(Dataset excerpts)
use std::path::PathBuf;

use chrono::{TimeZone, Utc};
use ratatui::Terminal;
use ratatui::backend::TestBackend;
use ratatui::layout::Rect;

use crate::io::store::{KeyValueStore, MemoryStore};
use crate::model::{Config, Priority};
use crate::ops::session::Session;
use crate::tui::app::App;

pub const TERM_W: u16 = 80;
pub const TERM_H: u16 = 24;

/// Render into an in-memory buffer and return plain text (no styles).
pub fn render_to_string<F>(w: u16, h: u16, f: F) -> String
where
    F: FnOnce(&mut ratatui::Frame, Rect),
{
    let backend = TestBackend::new(w, h);
    let mut terminal = Terminal::new(backend).unwrap();
    terminal
        .draw(|frame| {
            let area = frame.area();
            f(frame, area);
        })
        .unwrap();

    let buf = terminal.backend().buffer().clone();
    let w = buf.area.width as usize;
    let lines: Vec<String> = buf
        .content
        .chunks(w)
        .map(|row| {
            let s: String = row.iter().map(|cell| cell.symbol()).collect();
            s.trim_end().to_string()
        })
        .collect();

    // Trim trailing blank lines
    let end = lines
        .iter()
        .rposition(|l| !l.is_empty())
        .map_or(0, |i| i + 1);
    lines[..end].join("\n")
}

/// An App over an in-memory store holding `(text, priority, completed)`
/// tasks, created a second apart from 2024-05-01 10:00 UTC.
pub fn app_with_tasks(specs: &[(&str, Priority, bool)]) -> App {
    let store: Box<dyn KeyValueStore> = Box::new(MemoryStore::new());
    let mut session = Session::open(store, Default::default()).unwrap();
    for (i, (text, priority, completed)) in specs.iter().enumerate() {
        let at = Utc.timestamp_opt(1_714_557_600 + i as i64, 0).unwrap();
        let id = session.add_at(text, Some(*priority), None, at).unwrap();
        if *completed {
            session.toggle(&id).unwrap();
        }
    }
    App::new(
        session,
        &Config::default(),
        PathBuf::from("/tmp/tally-test"),
    )
}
(End Dataset excerpts)
**Description of the task**
What you write must match the records above exactly, line for line.

**Problem solution**
use std::path::PathBuf;

use chrono::{TimeZone, Utc};
use ratatui::Terminal;
use ratatui::backend::TestBackend;
use ratatui::layout::Rect;

use crate::io::store::{KeyValueStore, MemoryStore};
use crate::model::{Config, Priority};
use crate::ops::session::Session;
use crate::tui::app::App;

pub const TERM_W: u16 = 80;
pub const TERM_H: u16 = 24;

/// Render into an in-memory buffer and return plain text (no styles).
pub fn render_to_string<F>(w: u16, h: u16, f: F) -> String
where
    F: FnOnce(&mut ratatui::Frame, Rect),
{
    let backend = TestBackend::new(w, h);
    let mut terminal = Terminal::new(backend).unwrap();
    terminal
        .draw(|frame| {
            let area = frame.area();
            f(frame, area);
        })
        .unwrap();

    let buf = terminal.backend().buffer().clone();
    let w = buf.area.width as usize;
    let lines: Vec<String> = buf
        .content
        .chunks(w)
        .map(|row| {
            let s: String = row.iter().map(|cell| cell.symbol()).collect();
            s.trim_end().to_string()
        })
        .collect();

    // Trim trailing blank lines
    let end = lines
        .iter()
        .rposition(|l| !l.is_empty())
        .map_or(0, |i| i + 1);
    lines[..end].join("\n")
}

/// An App over an in-memory store holding `(text, priority, completed)`
/// tasks, created a second apart from 2024-05-01 10:00 UTC.
pub fn app_with_tasks(specs: &[(&str, Priority, bool)]) -> App {
    let store: Box<dyn KeyValueStore> = Box::new(MemoryStore::new());
    let mut session = Session::open(store, Default::default()).unwrap();
    for (i, (text, priority, completed)) in specs.iter().enumerate() {
        let at = Utc.timestamp_opt(1_714_557_600 + i as i64, 0).unwrap();
        let id = session.add_at(text, Some(*priority), None, at).unwrap();
        if *completed {
            session.toggle(&id).unwrap();
        }
    }
    App::new(
        session,
        &Config::default(),
        PathBuf::from("/tmp/tally-test"),
    )
}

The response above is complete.